Work item
Lines from the first one down to the one containing "use crate::config::hopla_config_dir;" in the data below are the only ones needed; please return them exactly, both ends included.

Extracted entries
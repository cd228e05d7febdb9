// Credentials handling: locate and parse the auth file. The resulting
// `Credentials` value is handed to `ApiClient` once and never re-read.
//
// The file is INI style:
//
//     [credentials]
//     user_id = 5f1c0b1e-0000-4000-8000-000000000000
//     api_token = 0a1b2c3d-0000-4000-8000-000000000000
//
// Values may be bare or quoted; `key: value` is accepted as well, and lines
// starting with `#` or `;` are comments.

use crate::config::hopla_config_dir;
use crate::error::{HoplaError, Result};
use std::collections::HashMap;
use std::fmt;
use std::fs;
use std::path::{Path, PathBuf};

pub const AUTH_FILE_ENV: &str = "HOPLA_AUTH_FILE";
pub const AUTH_FILE_NAME: &str = "auth.conf";

const SECTION: &str = "credentials";

/// Habitica user id and API token, sent as `x-api-user` / `x-api-key`.
#[derive(Clone, PartialEq, Eq)]
pub struct Credentials {
    pub user_id: String,
    pub api_token: String,
}

impl fmt::Debug for Credentials {
    fn fmt(&self, f: &mut fmt::Formatter<'_>) -> fmt::Result {
        f.debug_struct("Credentials")
            .field("user_id", &self.user_id)
            .field("api_token", &"<redacted>")
            .finish()
    }
}

impl Credentials {
    /// Parse the `[credentials]` section out of an auth file's content.
    pub fn parse(content: &str) -> Result<Self> {
        let values = section_values(content, SECTION)?
            .ok_or_else(|| HoplaError::Credentials("no [credentials] section".into()))?;

        let field = |key: &str| -> Result<String> {
            match values.get(key) {
                Some(v) if !v.is_empty() => Ok(v.clone()),
                Some(_) => Err(HoplaError::Credentials(format!("{} is empty", key))),
                None => Err(HoplaError::Credentials(format!("{} is missing", key))),
            }
        };
        Ok(Credentials {
            user_id: field("user_id")?,
            api_token: field("api_token")?,
        })
    }

    pub fn load(path: &Path) -> Result<Self> {
        if !path.is_file() {
            return Err(HoplaError::Credentials(format!(
                "no credentials found; create {} with a [credentials] section \
                 containing user_id and api_token",
                path.display()
            )));
        }
        let content = fs::read_to_string(path)?;
        Self::parse(&content)
            .map_err(|e| HoplaError::Credentials(format!("{}: {}", path.display(), e)))
    }
}

/// Key/value pairs of one INI section, or `None` when the section is absent.
/// Later duplicates of a key win.
fn section_values(content: &str, wanted: &str) -> Result<Option<HashMap<String, String>>> {
    let mut current: Option<&str> = None;
    let mut found: Option<HashMap<String, String>> = None;

    for (n, raw) in content.lines().enumerate() {
        let line = raw.trim();
        if line.is_empty() || line.starts_with('#') || line.starts_with(';') {
            continue;
        }
        if let Some(rest) = line.strip_prefix('[') {
            let name = rest.strip_suffix(']').ok_or_else(|| {
                HoplaError::Credentials(format!("line {}: unterminated section header", n + 1))
            })?;
            let name = name.trim();
            current = Some(name);
            if name == wanted && found.is_none() {
                found = Some(HashMap::new());
            }
            continue;
        }

        let (key, value) = line
            .split_once(['=', ':'])
            .ok_or_else(|| HoplaError::Credentials(format!("line {}: expected key = value", n + 1)))?;
        if current == Some(wanted) {
            if let Some(map) = found.as_mut() {
                map.insert(key.trim().to_string(), unquote(value.trim()).to_string());
            }
        }
    }
    Ok(found)
}

fn unquote(value: &str) -> &str {
    for quote in ['"', '\''] {
        if let Some(inner) = value
            .strip_prefix(quote)
            .and_then(|v| v.strip_suffix(quote))
        {
            return inner.trim();
        }
    }
    value
}

/// `HOPLA_AUTH_FILE` wins over the default `<config dir>/hopla/auth.conf`.
pub fn auth_file(from_env: Option<PathBuf>) -> PathBuf {
    from_env.unwrap_or_else(|| hopla_config_dir().join(AUTH_FILE_NAME))
}

/// Resolve the auth file from the environment.
pub fn auth_file_from_env() -> PathBuf {
    let from_env = std::env::var_os(AUTH_FILE_ENV)
        .filter(|v| !v.is_empty())
        .map(PathBuf::from);
    auth_file(from_env)
}

#[cfg(test)]
mod tests {
    use super::*;
    use std::io::Write;
    use tempfile::NamedTempFile;

    #[test]
    fn parses_unquoted_values() {
        let creds = Credentials::parse(
            "[credentials]\n\
             user_id = 5f1c0b1e-1111-4000-8000-000000000000\n\
             api_token = 0a1b2c3d-2222-4000-8000-000000000000\n",
        )
        .unwrap();
        assert_eq!(creds.user_id, "5f1c0b1e-1111-4000-8000-000000000000");
        assert_eq!(creds.api_token, "0a1b2c3d-2222-4000-8000-000000000000");
    }

    #[test]
    fn parses_quoted_values_and_colons() {
        let creds =
            Credentials::parse("[credentials]\nuser_id: \"abc-123\"\napi_token = ' secret '\n")
                .unwrap();
        assert_eq!(creds.user_id, "abc-123");
        assert_eq!(creds.api_token, "secret");
    }

    #[test]
    fn other_sections_and_comments_are_skipped() {
        let creds = Credentials::parse(
            "# written by hopla\n\
             [other]\n\
             user_id = wrong\n\
             \n\
             [credentials]\n\
             ; the id\n\
             user_id = right\n\
             api_token = t\n",
        )
        .unwrap();
        assert_eq!(creds.user_id, "right");
    }

    #[test]
    fn missing_section_is_an_error() {
        let err = Credentials::parse("[other]\nkey = 1\n").unwrap_err();
        assert!(err.to_string().contains("no [credentials] section"));
    }

    #[test]
    fn missing_or_blank_token_is_an_error() {
        let err = Credentials::parse("[credentials]\nuser_id = u\napi_token =   \n").unwrap_err();
        assert!(err.to_string().contains("api_token is empty"));

        let err = Credentials::parse("[credentials]\nuser_id = u\n").unwrap_err();
        assert!(err.to_string().contains("api_token is missing"));
    }

    #[test]
    fn garbage_line_is_an_error() {
        let err = Credentials::parse("[credentials]\nuser_id\n").unwrap_err();
        assert!(matches!(err, HoplaError::Credentials(_)));
    }

    #[test]
    fn debug_output_hides_the_token() {
        let creds = Credentials {
            user_id: "u".into(),
            api_token: "very-secret".into(),
        };
        let shown = format!("{:?}", creds);
        assert!(!shown.contains("very-secret"));
        assert!(shown.contains("<redacted>"));
    }

    #[test]
    fn load_reports_missing_file_path() {
        let dir = tempfile::tempdir().unwrap();
        let path = dir.path().join(AUTH_FILE_NAME);
        let err = Credentials::load(&path).unwrap_err();
        assert!(err.to_string().contains("auth.conf"));
    }

    #[test]
    fn load_reads_file() {
        let mut file = NamedTempFile::new().unwrap();
        writeln!(file, "[credentials]\nuser_id = u\napi_token = t").unwrap();
        let creds = Credentials::load(file.path()).unwrap();
        assert_eq!(creds.user_id, "u");
        assert_eq!(creds.api_token, "t");
    }

    #[test]
    fn env_override_takes_precedence() {
        let explicit = PathBuf::from("/etc/hopla/auth.conf");
        assert_eq!(auth_file(Some(explicit.clone())), explicit);
        assert!(auth_file(None).ends_with("hopla/auth.conf"));
    }
}
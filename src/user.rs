// Single-call user queries: the user document, its stats, inventory and
// auth details, and the API status.

use crate::api::{ApiRequest, Transport};
use crate::error::RequestError;
use clap::ValueEnum;
use serde_json::{Map, Value};

pub fn fetch_user(transport: &(impl Transport + ?Sized)) -> Result<Value, RequestError> {
    transport.send(&ApiRequest::get("/api/v3/user"))
}

/// `GET /api/v3/status`; returns the reported status, normally `"up"`.
pub fn fetch_status(transport: &(impl Transport + ?Sized)) -> Result<String, RequestError> {
    let data = transport.send(&ApiRequest::get("/api/v3/status"))?;
    data.get("status")
        .and_then(Value::as_str)
        .map(str::to_string)
        .ok_or_else(|| RequestError::MalformedBody("status response has no status".into()))
}

/// Select parts of the user document.
///
/// `filter` is a comma separated list of dotted key paths, for example
/// `"items.mounts, achievements.streak"`. The result maps each path to the
/// value found there, or to `{}` when the path does not resolve.
pub fn filter_user(user: &Value, filter: &str) -> Value {
    let mut result = Map::new();
    for path in filter.split(',').map(str::trim).filter(|p| !p.is_empty()) {
        let found = path
            .split('.')
            .try_fold(user, |node, key| node.get(key))
            .cloned();
        if found.is_none() {
            tracing::debug!("didn't match anything with the filter {}", path);
        }
        result.insert(
            path.to_string(),
            found.unwrap_or_else(|| Value::Object(Map::new())),
        );
    }
    Value::Object(result)
}

/// Entries of `stats` shown by `get user-stats`.
#[derive(Debug, Clone, Copy, PartialEq, Eq, ValueEnum)]
pub enum Stat {
    #[value(alias = "health", alias = "healthpoints")]
    Hp,
    #[value(alias = "mana", alias = "mana-points", alias = "manapoints")]
    Mp,
    #[value(alias = "xp", alias = "experience")]
    Exp,
    #[value(alias = "gold")]
    Gp,
    #[value(alias = "level")]
    Lvl,
    Class,
    #[value(name = "maxMP", alias = "maxmp", alias = "maxMp")]
    MaxMp,
    All,
}

impl Stat {
    fn key(self) -> Option<&'static str> {
        match self {
            Stat::Hp => Some("hp"),
            Stat::Mp => Some("mp"),
            Stat::Exp => Some("exp"),
            Stat::Gp => Some("gp"),
            Stat::Lvl => Some("lvl"),
            Stat::Class => Some("class"),
            Stat::MaxMp => Some("maxMP"),
            Stat::All => None,
        }
    }
}

/// Groups of `items` shown by `get user-inventory`.
#[derive(Debug, Clone, Copy, PartialEq, Eq, ValueEnum)]
pub enum InventoryGroup {
    #[value(alias = "pet")]
    Pets,
    #[value(alias = "mount")]
    Mounts,
    Eggs,
    Food,
    #[value(
        name = "hatchingPotions",
        alias = "hatchingpotions",
        alias = "hatchingPotion"
    )]
    HatchingPotions,
    Gear,
    Quests,
    #[value(name = "currentPet", alias = "currentpet")]
    CurrentPet,
    #[value(name = "currentMount", alias = "currentmount")]
    CurrentMount,
    #[value(name = "lastDrop", alias = "lastdrop")]
    LastDrop,
    All,
}

impl InventoryGroup {
    fn key(self) -> Option<&'static str> {
        match self {
            InventoryGroup::Pets => Some("pets"),
            InventoryGroup::Mounts => Some("mounts"),
            InventoryGroup::Eggs => Some("eggs"),
            InventoryGroup::Food => Some("food"),
            InventoryGroup::HatchingPotions => Some("hatchingPotions"),
            InventoryGroup::Gear => Some("gear"),
            InventoryGroup::Quests => Some("quests"),
            InventoryGroup::CurrentPet => Some("currentPet"),
            InventoryGroup::CurrentMount => Some("currentMount"),
            InventoryGroup::LastDrop => Some("lastDrop"),
            InventoryGroup::All => None,
        }
    }
}

/// Account details shown by `get user-auth`.
#[derive(Debug, Clone, Copy, PartialEq, Eq, ValueEnum)]
pub enum AuthInfo {
    Username,
    #[value(alias = "e-mail", alias = "mail")]
    Email,
    Profilename,
    All,
}

/// `user.stats`, or one entry of it. Missing values come back as `null`.
pub fn select_stats(user: &Value, stat: Stat) -> Value {
    select(user.get("stats"), stat.key())
}

/// `user.items`, or one group of it. Missing values come back as `null`.
pub fn select_inventory(user: &Value, group: InventoryGroup) -> Value {
    select(user.get("items"), group.key())
}

/// `user.auth`, the local login name or email, or the profile name.
pub fn select_auth(user: &Value, info: AuthInfo) -> Value {
    let found = match info {
        AuthInfo::All => user.get("auth"),
        AuthInfo::Profilename => user.get("profile").and_then(|p| p.get("name")),
        AuthInfo::Username => user.pointer("/auth/local/username"),
        AuthInfo::Email => user.pointer("/auth/local/email"),
    };
    found.cloned().unwrap_or(Value::Null)
}

fn select(section: Option<&Value>, key: Option<&str>) -> Value {
    let found = match key {
        Some(key) => section.and_then(|s| s.get(key)),
        None => section,
    };
    found.cloned().unwrap_or(Value::Null)
}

Reply to the exercise
repository cd228e05d7febdb9
// Credentials handling: locate and parse the auth file. The resulting
// `Credentials` value is handed to `ApiClient` once and never re-read.
//
// The file is INI style:
//
//     [credentials]
//     user_id = 5f1c0b1e-0000-4000-8000-000000000000
//     api_token = 0a1b2c3d-0000-4000-8000-000000000000
//
// Values may be bare or quoted; `key: value` is accepted as well, and lines
// starting with `#` or `;` are comments.

use crate::config::hopla_config_dir;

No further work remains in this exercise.